◆ **WHAT THE TASK ASKS**: In full and without alteration, print the entries.

START RECORDED INFORMATION

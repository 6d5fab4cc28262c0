use std::collections::HashSet;

use crate::limits::*;
use crate::model::Resource;

/// The fixed set of reservable tables, in declaration order.
///
/// Built once at startup and shared read-only; order is what breaks
/// best-fit ties, so it is preserved exactly as given.
#[derive(Debug, Clone, PartialEq, Eq)]
pub struct Catalog {
    resources: Vec<Resource>,
}

impl Catalog {
    pub fn new(resources: Vec<Resource>) -> Result<Self, CatalogError> {
        if resources.is_empty() {
            return Err(CatalogError::Empty);
        }
        if resources.len() > MAX_RESOURCES {
            return Err(CatalogError::TooMany(resources.len()));
        }
        let mut seen = HashSet::with_capacity(resources.len());
        for r in &resources {
            if r.id.is_empty() || r.id.len() > MAX_RESOURCE_ID_LEN {
                return Err(CatalogError::BadId(r.id.clone()));
            }
            if r.capacity == 0 {
                return Err(CatalogError::ZeroCapacity(r.id.clone()));
            }
            if !seen.insert(r.id.as_str()) {
                return Err(CatalogError::DuplicateId(r.id.clone()));
            }
        }
        Ok(Self { resources })
    }

    /// Four tables seating one to four.
    pub fn restaurant_default() -> Self {
        Self {
            resources: vec![
                Resource::new("Apple", 1),
                Resource::new("Banana", 2),
                Resource::new("Cherry", 3),
                Resource::new("Date", 4),
            ],
        }
    }

    /// Parse `id:capacity` pairs separated by commas, e.g. `Apple:1,Banana:2`.
    pub fn parse(text: &str) -> Result<Self, CatalogError> {
        let mut resources = Vec::new();
        for entry in text.split(',').map(str::trim).filter(|e| !e.is_empty()) {
            let (id, capacity) = entry
                .split_once(':')
                .ok_or_else(|| CatalogError::Malformed(entry.to_string()))?;
            let capacity: u32 = capacity
                .trim()
                .parse()
                .map_err(|_| CatalogError::Malformed(entry.to_string()))?;
            resources.push(Resource::new(id.trim(), capacity));
        }
        Self::new(resources)
    }

    pub fn resources(&self) -> &[Resource] {
        &self.resources
    }

    pub fn get(&self, id: &str) -> Option<&Resource> {
        self.resources.iter().find(|r| r.id == id)
    }

    pub fn len(&self) -> usize {
        self.resources.len()
    }

    pub fn is_empty(&self) -> bool {
        self.resources.is_empty()
    }

    pub fn max_capacity(&self) -> u32 {
        self.resources.iter().map(|r| r.capacity).max().unwrap_or(0)
    }
}

#[derive(Debug, Clone, PartialEq, Eq)]
pub enum CatalogError {
    Empty,
    TooMany(usize),
    BadId(String),
    DuplicateId(String),
    ZeroCapacity(String),
    Malformed(String),
}

impl std::fmt::Display for CatalogError {
    fn fmt(&self, f: &mut std::fmt::Formatter<'_>) -> std::fmt::Result {
        match self {
            CatalogError::Empty => write!(f, "catalog has no tables"),
            CatalogError::TooMany(n) => {
                write!(f, "catalog has {n} tables, limit is {MAX_RESOURCES}")
            }
            CatalogError::BadId(id) => write!(f, "invalid table id: {id:?}"),
            CatalogError::DuplicateId(id) => write!(f, "duplicate table id: {id}"),
            CatalogError::ZeroCapacity(id) => write!(f, "table {id} has zero capacity"),
            CatalogError::Malformed(entry) => {
                write!(f, "malformed table entry {entry:?} (expected id:capacity)")
            }
        }
    }
}

impl std::error::Error for CatalogError {}

#[cfg(test)]
mod tests {
    use super::*;

    #[test]
    fn default_layout() {
        let catalog = Catalog::restaurant_default();
        let ids: Vec<_> = catalog.resources().iter().map(|r| r.id.as_str()).collect();
        assert_eq!(ids, ["Apple", "Banana", "Cherry", "Date"]);
        assert_eq!(catalog.max_capacity(), 4);
        // The hand-built default must pass the same checks as everything else.
        assert_eq!(Catalog::new(catalog.resources().to_vec()).unwrap(), catalog);
    }

    #[test]
    fn parse_preserves_order() {
        let catalog = Catalog::parse("Window:2, Booth:6 ,Bar:1").unwrap();
        assert_eq!(
            catalog.resources(),
            &[
                Resource::new("Window", 2),
                Resource::new("Booth", 6),
                Resource::new("Bar", 1),
            ]
        );
        assert_eq!(catalog.get("Booth").map(|r| r.capacity), Some(6));
        assert!(catalog.get("Patio").is_none());
    }

    #[test]
    fn parse_ignores_trailing_comma() {
        let catalog = Catalog::parse("A:1,B:2,").unwrap();
        assert_eq!(catalog.len(), 2);
    }

    #[test]
    fn parse_rejects_missing_capacity() {
        assert!(matches!(Catalog::parse("A:1,B"), Err(CatalogError::Malformed(_))));
        assert!(matches!(Catalog::parse("A:x"), Err(CatalogError::Malformed(_))));
        assert!(matches!(Catalog::parse("A:-1"), Err(CatalogError::Malformed(_))));
    }

    #[test]
    fn rejects_empty() {
        assert_eq!(Catalog::new(vec![]), Err(CatalogError::Empty));
        assert_eq!(Catalog::parse(" , "), Err(CatalogError::Empty));
    }

    #[test]
    fn rejects_duplicate_ids() {
        let result = Catalog::new(vec![Resource::new("A", 1), Resource::new("A", 2)]);
        assert_eq!(result, Err(CatalogError::DuplicateId("A".into())));
    }

    #[test]
    fn rejects_zero_capacity() {
        let result = Catalog::new(vec![Resource::new("A", 0)]);
        assert_eq!(result, Err(CatalogError::ZeroCapacity("A".into())));
    }

    #[test]
    fn rejects_long_id() {
        let id = "x".repeat(MAX_RESOURCE_ID_LEN + 1);
        let result = Catalog::new(vec![Resource::new(id, 1)]);
        assert!(matches!(result, Err(CatalogError::BadId(_))));
    }
}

END RECORDED INFORMATION

◆ **RESULT BELOW**:
repository 6d5fab4cc28262c0
use std::collections::HashSet;

use crate::limits::*;
use crate::model::Resource;

/// The fixed set of reservable tables, in declaration order.
///
/// Built once at startup and shared read-only; order is what breaks
/// best-fit ties, so it is preserved exactly as given.
#[derive(Debug, Clone, PartialEq, Eq)]
pub struct Catalog {
    resources: Vec<Resource>,
}

impl Catalog {
    pub fn new(resources: Vec<Resource>) -> Result<Self, CatalogError> {
        if resources.is_empty() {
            return Err(CatalogError::Empty);
        }
        if resources.len() > MAX_RESOURCES {
            return Err(CatalogError::TooMany(resources.len()));
        }
        let mut seen = HashSet::with_capacity(resources.len());
        for r in &resources {
            if r.id.is_empty() || r.id.len() > MAX_RESOURCE_ID_LEN {
                return Err(CatalogError::BadId(r.id.clone()));
            }
            if r.capacity == 0 {
                return Err(CatalogError::ZeroCapacity(r.id.clone()));
            }
            if !seen.insert(r.id.as_str()) {
                return Err(CatalogError::DuplicateId(r.id.clone()));
            }
        }
        Ok(Self { resources })
    }

    /// Four tables seating one to four.
    pub fn restaurant_default() -> Self {
        Self {
            resources: vec![
                Resource::new("Apple", 1),
                Resource::new("Banana", 2),
                Resource::new("Cherry", 3),
                Resource::new("Date", 4),
            ],
        }
    }

    /// Parse `id:capacity` pairs separated by commas, e.g. `Apple:1,Banana:2`.
    pub fn parse(text: &str) -> Result<Self, CatalogError> {
        let mut resources = Vec::new();
        for entry in text.split(',').map(str::trim).filter(|e| !e.is_empty()) {
            let (id, capacity) = entry
                .split_once(':')
                .ok_or_else(|| CatalogError::Malformed(entry.to_string()))?;
            let capacity: u32 = capacity
                .trim()
                .parse()
                .map_err(|_| CatalogError::Malformed(entry.to_string()))?;
            resources.push(Resource::new(id.trim(), capacity));
        }
        Self::new(resources)
    }

    pub fn resources(&self) -> &[Resource] {
        &self.resources
    }

    pub fn get(&self, id: &str) -> Option<&Resource> {
        self.resources.iter().find(|r| r.id == id)
    }

    pub fn len(&self) -> usize {
        self.resources.len()
    }

    pub fn is_empty(&self) -> bool {
        self.resources.is_empty()
    }

    pub fn max_capacity(&self) -> u32 {
        self.resources.iter().map(|r| r.capacity).max().unwrap_or(0)
    }
}

#[derive(Debug, Clone, PartialEq, Eq)]
pub enum CatalogError {
    Empty,
    TooMany(usize),
    BadId(String),
    DuplicateId(String),
    ZeroCapacity(String),
    Malformed(String),
}

impl std::fmt::Display for CatalogError {
    fn fmt(&self, f: &mut std::fmt::Formatter<'_>) -> std::fmt::Result {
        match self {
            CatalogError::Empty => write!(f, "catalog has no tables"),
            CatalogError::TooMany(n) => {
                write!(f, "catalog has {n} tables, limit is {MAX_RESOURCES}")
            }
            CatalogError::BadId(id) => write!(f, "invalid table id: {id:?}"),
            CatalogError::DuplicateId(id) => write!(f, "duplicate table id: {id}"),
            CatalogError::ZeroCapacity(id) => write!(f, "table {id} has zero capacity"),
            CatalogError::Malformed(entry) => {
                write!(f, "malformed table entry {entry:?} (expected id:capacity)")
            }
        }
    }
}

impl std::error::Error for CatalogError {}

#[cfg(test)]
mod tests {
    use super::*;

    #[test]
    fn default_layout() {
        let catalog = Catalog::restaurant_default();
        let ids: Vec<_> = catalog.resources().iter().map(|r| r.id.as_str()).collect();
        assert_eq!(ids, ["Apple", "Banana", "Cherry", "Date"]);
        assert_eq!(catalog.max_capacity(), 4);
        // The hand-built default must pass the same checks as everything else.
        assert_eq!(Catalog::new(catalog.resources().to_vec()).unwrap(), catalog);
    }

    #[test]
    fn parse_preserves_order() {
        let catalog = Catalog::parse("Window:2, Booth:6 ,Bar:1").unwrap();
        assert_eq!(
            catalog.resources(),
            &[
                Resource::new("Window", 2),
                Resource::new("Booth", 6),
                Resource::new("Bar", 1),
            ]
        );
        assert_eq!(catalog.get("Booth").map(|r| r.capacity), Some(6));
        assert!(catalog.get("Patio").is_none());
    }

    #[test]
    fn parse_ignores_trailing_comma() {
        let catalog = Catalog::parse("A:1,B:2,").unwrap();
        assert_eq!(catalog.len(), 2);
    }

    #[test]
    fn parse_rejects_missing_capacity() {
        assert!(matches!(Catalog::parse("A:1,B"), Err(CatalogError::Malformed(_))));
        assert!(matches!(Catalog::parse("A:x"), Err(CatalogError::Malformed(_))));
        assert!(matches!(Catalog::parse("A:-1"), Err(CatalogError::Malformed(_))));
    }

    #[test]
    fn rejects_empty() {
        assert_eq!(Catalog::new(vec![]), Err(CatalogError::Empty));
        assert_eq!(Catalog::parse(" , "), Err(CatalogError::Empty));
    }

    #[test]
    fn rejects_duplicate_ids() {
        let result = Catalog::new(vec![Resource::new("A", 1), Resource::new("A", 2)]);
        assert_eq!(result, Err(CatalogError::DuplicateId("A".into())));
    }

    #[test]
    fn rejects_zero_capacity() {
        let result = Catalog::new(vec![Resource::new("A", 0)]);
        assert_eq!(result, Err(CatalogError::ZeroCapacity("A".into())));
    }

    #[test]
    fn rejects_long_id() {
        let id = "x".repeat(MAX_RESOURCE_ID_LEN + 1);
        let result = Catalog::new(vec![Resource::new(id, 1)]);
        assert!(matches!(result, Err(CatalogError::BadId(_))));
    }
}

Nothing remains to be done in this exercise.